ATTUALITÀ - 08 luglio 2026, 11:01

La Rencontre valdôtaine s’ouvre à Valtournenche avec un voyage dans la mémoire de l’émigration

Le premier rendez-vous du programme « autour de la Rencontre » se tiendra le 10 juillet à 21 heures au Centre de congrès de Valtournenche. Au cœur de la soirée, la projection du documentaire consacré à Emmanuel Viérin et Joseph Viérin, deux figures majeures de la culture belge issues de l’émigration valdôtaine, suivie du témoignage de Jean-Louis Hérin sur les racines de sa famille. Une initiative qui met en lumière le lien entre mémoire, identité et avenir de la communauté valdôtaine

À l’approche de la 50e Rencontre valdôtaine, la mémoire de l’émigration reprend toute sa place dans le débat culturel et identitaire. Bien plus qu’un simple hommage au passé, le premier rendez-vous du programme « autour de la Rencontre » entend rappeler combien les parcours des Valdôtains partis à l’étranger continuent d’éclairer l’histoire de la Vallée d’Aoste et de nourrir sa conscience collective. C’est dans cet esprit que la soirée organisée le vendredi 10 juillet, à 21 heures, au Centre de congrès de Valtournenche, réunira historiens, témoins et passionnés autour d’un documentaire qui retrace une page méconnue de cette aventure humaine.

L’initiative, organisée par la Présidence de la Région en collaboration avec la Commune de Valtournenche, s’inscrit dans le projet « La mémoire de l’émigration – regards croisés sur l’émigration des Valdôtains d’hier et d’aujourd’hui », dont l’objectif est de faire dialoguer les expériences du passé avec les réalités contemporaines de la mobilité.
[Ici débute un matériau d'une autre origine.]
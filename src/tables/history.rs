//! Identifier history mapping built from `gene_history.gz`.
//!
//! NCBI retires gene identifiers and records the replacement in the history
//! file. The output maps each retired identifier to its replacement; rows
//! describing an identifier that was discontinued without a successor carry
//! no new identifier and are dropped.

use std::io::BufRead;
use std::path::Path;

use crate::error::GenetabError;
use crate::tsv;
use crate::Result;

/// Output file name of the identifier history mapping.
pub const UPDATER_FILE: &str = "updater.tsv";

/// Output columns of the identifier history mapping.
pub const UPDATER_COLUMNS: [&str; 3] = ["old_entrez_gene_id", "new_entrez_gene_id", "date"];

const TAX_ID: &str = "#tax_id";
const DISCONTINUED_GENE_ID: &str = "Discontinued_GeneID";
const GENE_ID: &str = "GeneID";
const DISCONTINUE_DATE: &str = "Discontinue_Date";

/// One retired-identifier row.
///
/// The source never maps an identifier to itself; this builder does not
/// re-check that invariant.
#[derive(Debug, Clone, PartialEq, Eq)]
pub struct HistoryRecord {
    pub old_entrez_gene_id: u64,
    pub new_entrez_gene_id: u64,
    pub date: Option<String>,
}

/// Read the raw history table, filtered to `taxon_id` and sorted by the
/// retired identifier ascending.
///
/// Rows without a replacement identifier and rows without a retired
/// identifier are filtered, not errors. Fails if a required source column
/// is absent.
pub fn read_gene_history(path: &Path, taxon_id: u32) -> Result<Vec<HistoryRecord>> {
    let mut reader = tsv::open_table(path)?;
    let header = tsv::Header::read_from(&mut *reader, path)?;

    let tax_col = header.require(TAX_ID, path)?;
    let old_col = header.require(DISCONTINUED_GENE_ID, path)?;
    let new_col = header.require(GENE_ID, path)?;
    let date_col = header.require(DISCONTINUE_DATE, path)?;

    let mut records = Vec::new();
    for line in reader.lines() {
        let line = line.map_err(|e| GenetabError::Io {
            msg: format!("Failed to read {}: {}", path.display(), e),
        })?;
        if line.is_empty() {
            continue;
        }
        let parts = tsv::split_line(&line);

        let taxon = tsv::field(&parts, tax_col).and_then(|v| v.parse::<u32>().ok());
        if taxon != Some(taxon_id) {
            continue;
        }

        // Discontinued without replacement, or no retired id to map from.
        let Some(new_id) = tsv::field(&parts, new_col).and_then(|v| v.parse::<u64>().ok()) else {
            continue;
        };
        let Some(old_id) = tsv::field(&parts, old_col).and_then(|v| v.parse::<u64>().ok()) else {
            continue;
        };

        records.push(HistoryRecord {
            old_entrez_gene_id: old_id,
            new_entrez_gene_id: new_id,
            date: tsv::field(&parts, date_col),
        });
    }

    records.sort_by_key(|r| r.old_entrez_gene_id);
    Ok(records)
}

/// Write the identifier history mapping table.
pub fn write_history(records: &[HistoryRecord], path: &Path) -> Result<()> {
    tsv::write_table(
        path,
        &UPDATER_COLUMNS,
        records.iter().map(|r| {
            vec![
                r.old_entrez_gene_id.to_string(),
                r.new_entrez_gene_id.to_string(),
                tsv::render(&r.date).to_string(),
            ]
        }),
    )
}
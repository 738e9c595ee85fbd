//! Build configuration for the table pipeline.
//!
//! The taxon filter lives here as a named constant rather than as literals
//! inside the builders; the transforms themselves are taxon-agnostic.

use std::path::PathBuf;

/// NCBI taxonomy identifier for Homo sapiens.
///
/// Every source table is filtered to this taxon before any other
/// processing; rows for other taxa never enter the output tables.
pub const TAXON_HUMAN: u32 = 9606;

/// Configuration for a table build run.
#[derive(Debug, Clone)]
pub struct BuildConfig {
    /// Directory holding the downloaded source files.
    pub download_dir: PathBuf,
    /// Directory the output tables are written to.
    pub data_dir: PathBuf,
    /// Taxon filter applied to every source table.
    pub taxon_id: u32,
}

impl Default for BuildConfig {
    fn default() -> Self {
        Self {
            download_dir: PathBuf::from("download"),
            data_dir: PathBuf::from("data"),
            taxon_id: TAXON_HUMAN,
        }
    }
}

impl BuildConfig {
    /// Create a new build configuration with defaults.
    pub fn new() -> Self {
        Self::default()
    }

    /// Set the directory holding the downloaded source files.
    pub fn download_dir(mut self, dir: impl Into<PathBuf>) -> Self {
        self.download_dir = dir.into();
        self
    }

    /// Set the directory the output tables are written to.
    pub fn data_dir(mut self, dir: impl Into<PathBuf>) -> Self {
        self.data_dir = dir.into();
        self
    }
}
Au centre de la soirée figurera la projection du documentaire « Le peintre et l’architecte », réalisé par Joseph Péaquin et produit par l’Union internationale de la Presse Francophone (UPF) – Section Vallée d’Aoste, le Comité des Traditions Valdôtaines et la Fondation Émile Chanoux, avec le soutien de la structure régionale chargée des activités culturelles, des expositions et des politiques identitaires.

Le film raconte le destin singulier du peintre Emmanuel Viérin et de l’architecte Joseph Viérin, descendants d’émigrés originaires de Valgrisenche, devenus des personnalités reconnues et admirées en Flandre, en Belgique, alors que leur nom est longtemps resté méconnu dans leur vallée d’origine. À travers les œuvres des deux artistes et les témoignages de leurs descendants, aujourd’hui arrivés à la cinquième génération, le documentaire propose un véritable voyage entre la Belgique et la Vallée d’Aoste, reliant les membres d’une même famille séparés par l’histoire mais toujours unis par leurs racines.

Comme le souligne la présentation de l’événement, il s’agit d’un « voyage à rebours au sein de leur art », qui permet de redécouvrir non seulement deux parcours artistiques exceptionnels, mais aussi les liens profonds entre l’émigration, la transmission familiale et l’identité valdôtaine. Une perspective qui rappelle que les départs, souvent motivés par des difficultés économiques, ont également contribué à diffuser le savoir-faire, la créativité et la culture de la Vallée d’Aoste bien au-delà de ses frontières.

La projection sera enrichie par l’intervention de Jean-Louis Hérin, secrétaire honoraire du Sénat de la République française, qui évoquera l’histoire de sa propre famille, originaire de Valtournenche. Son témoignage apportera une dimension personnelle à cette réflexion sur les parcours migratoires, illustrant la manière dont les descendants des émigrés continuent d’entretenir un lien vivant avec leur terre d’origine malgré les générations écoulées.

La soirée sera animée par Luciano Caveri, président de la Fondation Émile Chanoux, dont l’engagement en faveur de la valorisation de l’histoire et de l’identité valdôtaines s’inscrit dans une réflexion plus large sur la place de la culture francophone et des traditions locales dans une société en constante évolution.

Au-delà de son intérêt historique, cette première rencontre revêt également une portée politique et sociale. Dans une région autonome qui fonde une part essentielle de son identité sur la préservation de son patrimoine linguistique, culturel et institutionnel, l’histoire de l’émigration rappelle que l’identité valdôtaine ne s’est jamais limitée aux frontières de la région. Elle s’est construite aussi grâce aux femmes et aux hommes qui ont quitté leur vallée sans jamais rompre le lien avec leurs origines. À l’occasion de cette 50e Rencontre valdôtaine, cette mémoire partagée apparaît ainsi comme un patrimoine vivant, capable d’inspirer les nouvelles générations et de rappeler que l’ouverture au monde peut renforcer, plutôt qu’affaiblir, le sentiment d’appartenance à la Vallée d’Aoste.